### Work task
Word for word, retype each record shown below.

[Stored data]
──────────
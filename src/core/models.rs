use serde::{Deserialize, Serialize};
use serde_json::Value;

use crate::errors::ChatError;
use crate::prompt::build_messages;

pub const DEFAULT_MODEL: &str = "grok-2-latest";

#[derive(Debug, Clone, Copy, PartialEq, Eq, Serialize, Deserialize)]
#[serde(rename_all = "lowercase")]
pub enum Role {
    System,
    User,
}

#[derive(Debug, Clone, PartialEq, Eq, Serialize, Deserialize)]
pub struct ChatMessage {
    pub role: Role,
    pub content: String,
}

impl ChatMessage {
    #[must_use]
    pub fn system(content: impl Into<String>) -> Self {
        Self {
            role: Role::System,
            content: content.into(),
        }
    }

    #[must_use]
    pub fn user(content: impl Into<String>) -> Self {
        Self {
            role: Role::User,
            content: content.into(),
        }
    }
}

/// Sampling temperature, always within `[0.0, 1.0]`.
#[derive(Debug, Clone, Copy, PartialEq, PartialOrd, Default, Serialize)]
#[serde(transparent)]
pub struct Temperature(f64);

impl Temperature {
    pub const MIN: f64 = 0.0;
    pub const MAX: f64 = 1.0;

    /// # Errors
    ///
    /// Returns `ChatError::InvalidRequest` for NaN or values outside `[0.0, 1.0]`.
    pub fn new(value: f64) -> Result<Self, ChatError> {
        if !value.is_finite() || !(Self::MIN..=Self::MAX).contains(&value) {
            return Err(ChatError::InvalidRequest(format!(
                "temperature must be between {} and {}, got {value}",
                Self::MIN,
                Self::MAX
            )));
        }
        Ok(Self(value))
    }

    #[must_use]
    pub const fn value(self) -> f64 {
        self.0
    }
}

/// Everything needed for one chat-completion call except the credential.
#[derive(Debug, Clone, PartialEq)]
pub struct RequestConfig {
    model: String,
    temperature: Temperature,
    messages: Vec<ChatMessage>,
}

impl RequestConfig {
    /// Falls back to [`DEFAULT_MODEL`] when `model` is `None`.
    ///
    /// # Errors
    ///
    /// Returns `ChatError::InvalidRequest` if the user message or model name is blank.
    pub fn new(
        model: Option<&str>,
        temperature: Temperature,
        system_message: Option<&str>,
        user_message: &str,
    ) -> Result<Self, ChatError> {
        let messages = build_messages(system_message, user_message)?;

        let model = match model {
            Some(m) if m.trim().is_empty() => {
                return Err(ChatError::InvalidRequest(
                    "model name must not be empty".to_string(),
                ));
            }
            Some(m) => m.to_string(),
            None => DEFAULT_MODEL.to_string(),
        };

        Ok(Self {
            model,
            temperature,
            messages,
        })
    }

    #[must_use]
    pub fn model(&self) -> &str {
        &self.model
    }

    #[must_use]
    pub const fn temperature(&self) -> Temperature {
        self.temperature
    }

    #[must_use]
    pub fn messages(&self) -> &[ChatMessage] {
        &self.messages
    }

    /// Wire body for `POST /v1/chat/completions`.
    #[must_use]
    pub fn payload(&self) -> ChatCompletionRequest<'_> {
        ChatCompletionRequest {
            messages: &self.messages,
            model: &self.model,
            stream: false,
            temperature: self.temperature,
        }
    }
}

#[derive(Debug, Serialize)]
pub struct ChatCompletionRequest<'a> {
    pub messages: &'a [ChatMessage],
    pub model: &'a str,
    pub stream: bool,
    pub temperature: Temperature,
}

/// Response body as returned by the endpoint, kept verbatim.
#[derive(Debug, Clone, PartialEq, Deserialize, Serialize)]
#[serde(transparent)]
pub struct ApiResponse(Value);

impl ApiResponse {
    #[must_use]
    pub const fn new(body: Value) -> Self {
        Self(body)
    }

    /// `choices[0].message.content`, if the body has one.
    #[must_use]
    pub fn assistant_text(&self) -> Option<&str> {
        self.0
            .get("choices")
            .and_then(|c| c.get(0))
            .and_then(|c| c.get("message"))
            .and_then(|m| m.get("content"))
            .and_then(Value::as_str)
    }

    #[must_use]
    pub const fn body(&self) -> &Value {
        &self.0
    }

    #[must_use]
    pub fn into_body(self) -> Value {
        self.0
    }
}

#[cfg(test)]
mod tests {
    use super::*;
    use serde_json::json;

    #[test]
    fn test_role_serializes_lowercase() {
        let msg = serde_json::to_value(ChatMessage::system("be brief")).unwrap();
        assert_eq!(msg, json!({"role": "system", "content": "be brief"}));
    }

    #[test]
    fn test_temperature_bounds() {
        assert!(Temperature::new(0.0).is_ok());
        assert!(Temperature::new(1.0).is_ok());
        assert!(Temperature::new(-0.1).is_err());
        assert!(Temperature::new(1.1).is_err());
        assert!(Temperature::new(f64::NAN).is_err());
    }

    #[test]
    fn test_payload_shape() {
        let config = RequestConfig::new(
            None,
            Temperature::new(0.7).unwrap(),
            Some("You are a helpful assistant."),
            "Hi",
        )
        .unwrap();

        let payload = serde_json::to_value(config.payload()).unwrap();
        assert_eq!(
            payload,
            json!({
                "messages": [
                    {"role": "system", "content": "You are a helpful assistant."},
                    {"role": "user", "content": "Hi"}
                ],
                "model": "grok-2-latest",
                "stream": false,
                "temperature": 0.7
            })
        );
    }

    #[test]
    fn test_model_name_is_sent_verbatim() {
        let config =
            RequestConfig::new(Some(" grok-3 "), Temperature::default(), None, "Hi").unwrap();
        assert_eq!(config.model(), " grok-3 ");

        let blank = RequestConfig::new(Some("  "), Temperature::default(), None, "Hi");
        assert!(matches!(blank, Err(ChatError::InvalidRequest(_))));
    }

    #[test]
    fn test_assistant_text_missing_choices() {
        let response = ApiResponse::new(json!({"id": "abc", "choices": []}));
        assert_eq!(response.assistant_text(), None);
    }
}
──────────
### Exercise output
filename src/core/models.rs
use serde::{Deserialize, Serialize};
use serde_json::Value;

use crate::errors::ChatError;
use crate::prompt::build_messages;

pub const DEFAULT_MODEL: &str = "grok-2-latest";

#[derive(Debug, Clone, Copy, PartialEq, Eq, Serialize, Deserialize)]
#[serde(rename_all = "lowercase")]
pub enum Role {
    System,
    User,
}

#[derive(Debug, Clone, PartialEq, Eq, Serialize, Deserialize)]
pub struct ChatMessage {
    pub role: Role,
    pub content: String,
}

impl ChatMessage {
    #[must_use]
    pub fn system(content: impl Into<String>) -> Self {
        Self {
            role: Role::System,
            content: content.into(),
        }
    }

    #[must_use]
    pub fn user(content: impl Into<String>) -> Self {
        Self {
            role: Role::User,
            content: content.into(),
        }
    }
}

/// Sampling temperature, always within `[0.0, 1.0]`.
#[derive(Debug, Clone, Copy, PartialEq, PartialOrd, Default, Serialize)]
#[serde(transparent)]
pub struct Temperature(f64);

impl Temperature {
    pub const MIN: f64 = 0.0;
    pub const MAX: f64 = 1.0;

    /// # Errors
    ///
    /// Returns `ChatError::InvalidRequest` for NaN or values outside `[0.0, 1.0]`.
    pub fn new(value: f64) -> Result<Self, ChatError> {
        if !value.is_finite() || !(Self::MIN..=Self::MAX).contains(&value) {
            return Err(ChatError::InvalidRequest(format!(
                "temperature must be between {} and {}, got {value}",
                Self::MIN,
                Self::MAX
            )));
        }
        Ok(Self(value))
    }

    #[must_use]
    pub const fn value(self) -> f64 {
        self.0
    }
}

/// Everything needed for one chat-completion call except the credential.
#[derive(Debug, Clone, PartialEq)]
pub struct RequestConfig {
    model: String,
    temperature: Temperature,
    messages: Vec<ChatMessage>,
}

impl RequestConfig {
    /// Falls back to [`DEFAULT_MODEL`] when `model` is `None`.
    ///
    /// # Errors
    ///
    /// Returns `ChatError::InvalidRequest` if the user message or model name is blank.
    pub fn new(
        model: Option<&str>,
        temperature: Temperature,
        system_message: Option<&str>,
        user_message: &str,
    ) -> Result<Self, ChatError> {
        let messages = build_messages(system_message, user_message)?;

        let model = match model {
            Some(m) if m.trim().is_empty() => {
                return Err(ChatError::InvalidRequest(
                    "model name must not be empty".to_string(),
                ));
            }
            Some(m) => m.to_string(),
            None => DEFAULT_MODEL.to_string(),
        };

        Ok(Self {
            model,
            temperature,
            messages,
        })
    }

    #[must_use]
    pub fn model(&self) -> &str {
        &self.model
    }

    #[must_use]
    pub const fn temperature(&self) -> Temperature {
        self.temperature
    }

    #[must_use]
    pub fn messages(&self) -> &[ChatMessage] {
        &self.messages
    }

    /// Wire body for `POST /v1/chat/completions`.
    #[must_use]
    pub fn payload(&self) -> ChatCompletionRequest<'_> {
        ChatCompletionRequest {
            messages: &self.messages,
            model: &self.model,
            stream: false,
            temperature: self.temperature,
        }
    }
}

#[derive(Debug, Serialize)]
pub struct ChatCompletionRequest<'a> {
    pub messages: &'a [ChatMessage],
    pub model: &'a str,
    pub stream: bool,
    pub temperature: Temperature,
}

/// Response body as returned by the endpoint, kept verbatim.
#[derive(Debug, Clone, PartialEq, Deserialize, Serialize)]
#[serde(transparent)]
pub struct ApiResponse(Value);

impl ApiResponse {
    #[must_use]
    pub const fn new(body: Value) -> Self {
        Self(body)
    }

    /// `choices[0].message.content`, if the body has one.
    #[must_use]
    pub fn assistant_text(&self) -> Option<&str> {
        self.0
            .get("choices")
            .and_then(|c| c.get(0))
            .and_then(|c| c.get("message"))
            .and_then(|m| m.get("content"))
            .and_then(Value::as_str)
    }

    #[must_use]
    pub const fn body(&self) -> &Value {
        &self.0
    }

    #[must_use]
    pub fn into_body(self) -> Value {
        self.0
    }
}

#[cfg(test)]
mod tests {
    use super::*;
    use serde_json::json;

    #[test]
    fn test_role_serializes_lowercase() {
        let msg = serde_json::to_value(ChatMessage::system("be brief")).unwrap();
        assert_eq!(msg, json!({"role": "system", "content": "be brief"}));
    }

    #[test]
    fn test_temperature_bounds() {
        assert!(Temperature::new(0.0).is_ok());
        assert!(Temperature::new(1.0).is_ok());
        assert!(Temperature::new(-0.1).is_err());
        assert!(Temperature::new(1.1).is_err());
        assert!(Temperature::new(f64::NAN).is_err());
    }

    #[test]
    fn test_payload_shape() {
        let config = RequestConfig::new(
            None,
            Temperature::new(0.7).unwrap(),
            Some("You are a helpful assistant."),
            "Hi",
        )
        .unwrap();

        let payload = serde_json::to_value(config.payload()).unwrap();
        assert_eq!(
            payload,
            json!({
                "messages": [
                    {"role": "system", "content": "You are a helpful assistant."},
                    {"role": "user", "content": "Hi"}
                ],
                "model": "grok-2-latest",
                "stream": false,
                "temperature": 0.7
            })
        );
    }

    #[test]
    fn test_model_name_is_sent_verbatim() {
        let config =
            RequestConfig::new(Some(" grok-3 "), Temperature::default(), None, "Hi").unwrap();
        assert_eq!(config.model(), " grok-3 ");

        let blank = RequestConfig::new(Some("  "), Temperature::default(), None, "Hi");
        assert!(matches!(blank, Err(ChatError::InvalidRequest(_))));
    }

    #[test]
    fn test_assistant_text_missing_choices() {
        let response = ApiResponse::new(json!({"id": "abc", "choices": []}));
        assert_eq!(response.assistant_text(), None);
    }
}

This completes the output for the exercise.